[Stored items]
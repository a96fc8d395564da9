//! Job Scheduler - runs a batch of render jobs
//!
//! One tokio task owns the batch. Output of every running renderer is
//! forwarded into a single queue, commands arrive on a second queue, and
//! every state change is published to subscribers and to a snapshot watch.
//! Nothing outside the task mutates job or frame state.

use super::command::RenderCommand;
use super::events::{
    BatchOutcome, BatchSummary, EngineEvent, EventHub, JobCounts, ProgressEvent, ProgressKind,
};
use super::job::{Batch, FrameStatus, JobStatus};
use super::retry::{deadline_after, RetryPolicy};
use super::skip::apply_skip_existing;
use super::supervisor::{ExitInfo, Launcher, OutputLine, ProcessControl, ProcessEvent};
use super::tracker;
use crate::config::EngineConfig;
use crate::error::{BatchResolutionError, ProcessExitError, SchedulerError};
use crate::scene::BatchSpec;
use crate::semantic::{classify, OutputEvent};
use chrono::Utc;
use serde::{Deserialize, Serialize};
use std::collections::HashMap;
use std::sync::Arc;
use std::time::Duration;
use tokio::sync::{mpsc, oneshot, watch};
use tokio::task::JoinHandle;
use tokio::time::Instant;

/// How many jobs may render at once
#[derive(Debug, Clone, Copy, PartialEq, Eq, Serialize, Deserialize)]
#[serde(tag = "mode", rename_all = "snake_case")]
pub enum ConcurrencyPolicy {
    /// One renderer at a time, in batch order
    Sequential,
    Parallel { max_jobs: usize },
}

impl ConcurrencyPolicy {
    pub fn max_jobs(&self) -> usize {
        match self {
            Self::Sequential => 1,
            Self::Parallel { max_jobs } => (*max_jobs).max(1),
        }
    }
}

impl Default for ConcurrencyPolicy {
    fn default() -> Self {
        Self::Sequential
    }
}

/// Scheduling policy
#[derive(Debug, Clone, PartialEq, Serialize, Deserialize)]
#[serde(default)]
pub struct SchedulerConfig {
    /// Skip frames whose output already exists
    pub skip_existing: bool,
    pub concurrency: ConcurrencyPolicy,
    /// Stop a job on its first failed frame
    pub fail_fast: bool,
    /// Cancel the rest of the batch when a job fails
    pub abort_batch_on_failure: bool,
    /// Cancelling one job cancels the rest of the batch
    pub stop_batch_on_cancel: bool,
    pub retry: RetryPolicy,
}

impl Default for SchedulerConfig {
    fn default() -> Self {
        Self {
            skip_existing: false,
            concurrency: ConcurrencyPolicy::Sequential,
            fail_fast: true,
            abort_batch_on_failure: false,
            stop_batch_on_cancel: false,
            retry: RetryPolicy::default(),
        }
    }
}

enum Command {
    SkipFrames {
        job_id: String,
        frames: Vec<i64>,
        reply: oneshot::Sender<Result<usize, SchedulerError>>,
    },
    CancelJob {
        job_id: String,
        reply: oneshot::Sender<Result<(), SchedulerError>>,
    },
    CancelAll {
        reply: oneshot::Sender<()>,
    },
    SetSkipExisting(bool),
}

/// Cloneable command side of a running batch
#[derive(Clone)]
pub struct BatchControl {
    tx: mpsc::UnboundedSender<Command>,
}

impl BatchControl {
    async fn request<T>(&self, build: impl FnOnce(oneshot::Sender<T>) -> Command) -> Result<T, SchedulerError> {
        let (reply, rx) = oneshot::channel();
        self.tx
            .send(build(reply))
            .map_err(|_| SchedulerError::BatchClosed)?;
        rx.await.map_err(|_| SchedulerError::BatchClosed)
    }

    /// Skip frames of a job that has not started yet
    pub async fn skip_frames(&self, job_id: &str, frames: Vec<i64>) -> Result<usize, SchedulerError> {
        let job_id = job_id.to_string();
        self.request(|reply| Command::SkipFrames {
            job_id,
            frames,
            reply,
        })
        .await?
    }

    pub async fn cancel_job(&self, job_id: &str) -> Result<(), SchedulerError> {
        let job_id = job_id.to_string();
        self.request(|reply| Command::CancelJob { job_id, reply }).await?
    }

    pub async fn cancel_all(&self) -> Result<(), SchedulerError> {
        self.request(|reply| Command::CancelAll { reply }).await
    }

    /// Applies to jobs that have not launched yet
    pub fn set_skip_existing(&self, enabled: bool) -> Result<(), SchedulerError> {
        self.tx
            .send(Command::SetSkipExisting(enabled))
            .map_err(|_| SchedulerError::BatchClosed)
    }
}

/// A running batch
pub struct BatchHandle {
    pub id: String,
    control: BatchControl,
    snapshot: watch::Receiver<Batch>,
    task: JoinHandle<BatchSummary>,
}

impl BatchHandle {
    pub fn control(&self) -> BatchControl {
        self.control.clone()
    }

    pub async fn skip_frames(&self, job_id: &str, frames: Vec<i64>) -> Result<usize, SchedulerError> {
        self.control.skip_frames(job_id, frames).await
    }

    pub async fn cancel_job(&self, job_id: &str) -> Result<(), SchedulerError> {
        self.control.cancel_job(job_id).await
    }

    pub async fn cancel_all(&self) -> Result<(), SchedulerError> {
        self.control.cancel_all().await
    }

    pub fn set_skip_existing(&self, enabled: bool) -> Result<(), SchedulerError> {
        self.control.set_skip_existing(enabled)
    }

    /// Copy of the batch as last published
    pub fn snapshot(&self) -> Batch {
        self.snapshot.borrow().clone()
    }

    /// Watch that changes with every published state
    pub fn watch(&self) -> watch::Receiver<Batch> {
        self.snapshot.clone()
    }

    /// Wait for the batch to finish
    pub async fn wait(self) -> Result<BatchSummary, SchedulerError> {
        self.task.await.map_err(|e| {
            log::error!("Batch task ended abnormally: {}", e);
            SchedulerError::BatchClosed
        })
    }
}

/// Runs batches of render jobs
pub struct Scheduler {
    config: SchedulerConfig,
    command: RenderCommand,
    grace: Duration,
    launcher: Arc<dyn Launcher>,
    hub: EventHub,
}

impl Scheduler {
    pub fn new(config: &EngineConfig, launcher: Arc<dyn Launcher>) -> Self {
        Self {
            config: config.scheduler.clone(),
            command: config.render.command.clone(),
            grace: config.render.terminate_grace(),
            launcher,
            hub: EventHub::new(),
        }
    }

    /// Receiver of every event of every later batch
    pub fn subscribe(&self) -> mpsc::UnboundedReceiver<EngineEvent> {
        self.hub.subscribe()
    }

    /// Build the batch without starting it
    pub fn prepare(&self, spec: &BatchSpec) -> Result<Batch, BatchResolutionError> {
        Ok(Batch::new(spec.scene.clone(), spec.jobs()?))
    }

    /// Start a prepared batch on its own task
    pub fn start(&self, batch: Batch) -> BatchHandle {
        let (cmd_tx, cmd_rx) = mpsc::unbounded_channel();
        let (process_tx, process_rx) = mpsc::unbounded_channel();
        let (snapshot_tx, snapshot_rx) = watch::channel(batch.clone());

        let id = batch.id.clone();
        let engine = Engine {
            runs: HashMap::new(),
            skip_existing: self.config.skip_existing,
            config: self.config.clone(),
            command: self.command.clone(),
            grace: self.grace,
            launcher: self.launcher.clone(),
            hub: self.hub.clone(),
            snapshot: snapshot_tx,
            process_tx,
            stopping: false,
            cancelled: false,
            started: std::time::Instant::now(),
            started_at: Utc::now(),
            batch,
        };
        let task = tokio::spawn(engine.run(process_rx, cmd_rx));

        BatchHandle {
            id,
            control: BatchControl { tx: cmd_tx },
            snapshot: snapshot_rx,
            task,
        }
    }

    /// Resolve and start a batch
    pub fn submit(&self, spec: &BatchSpec) -> Result<BatchHandle, BatchResolutionError> {
        let batch = self.prepare(spec)?;
        Ok(self.start(batch))
    }
}

/// The renderer currently running for a job
struct Active {
    control: ProcessControl,
    frames: Vec<i64>,
}

#[derive(Default)]
struct JobRun {
    active: Option<Active>,
    retry_at: Option<Instant>,
    retries: u32,
    cancel_requested: bool,
    /// Set once a failed frame has stopped the job
    failure: Option<ProcessExitError>,
}

struct Engine {
    batch: Batch,
    config: SchedulerConfig,
    command: RenderCommand,
    grace: Duration,
    launcher: Arc<dyn Launcher>,
    hub: EventHub,
    snapshot: watch::Sender<Batch>,
    process_tx: mpsc::UnboundedSender<(String, ProcessEvent)>,
    runs: HashMap<String, JobRun>,
    skip_existing: bool,
    /// No more launches
    stopping: bool,
    /// The user cancelled something in this batch
    cancelled: bool,
    started: std::time::Instant,
    started_at: chrono::DateTime<Utc>,
}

* **About this exercise**
Once the line containing "use crate::config::EngineConfig;" has been written out, please stop; every line before it, back to the first line of the records above, should be given exactly.

* **Response to this exercise**
repository a96fc8d395564da9
//! Job Scheduler - runs a batch of render jobs
//!
//! One tokio task owns the batch. Output of every running renderer is
//! forwarded into a single queue, commands arrive on a second queue, and
//! every state change is published to subscribers and to a snapshot watch.
//! Nothing outside the task mutates job or frame state.

use super::command::RenderCommand;
use super::events::{
    BatchOutcome, BatchSummary, EngineEvent, EventHub, JobCounts, ProgressEvent, ProgressKind,
};
use super::job::{Batch, FrameStatus, JobStatus};
use super::retry::{deadline_after, RetryPolicy};
use super::skip::apply_skip_existing;
use super::supervisor::{ExitInfo, Launcher, OutputLine, ProcessControl, ProcessEvent};
use super::tracker;
use crate::config::EngineConfig;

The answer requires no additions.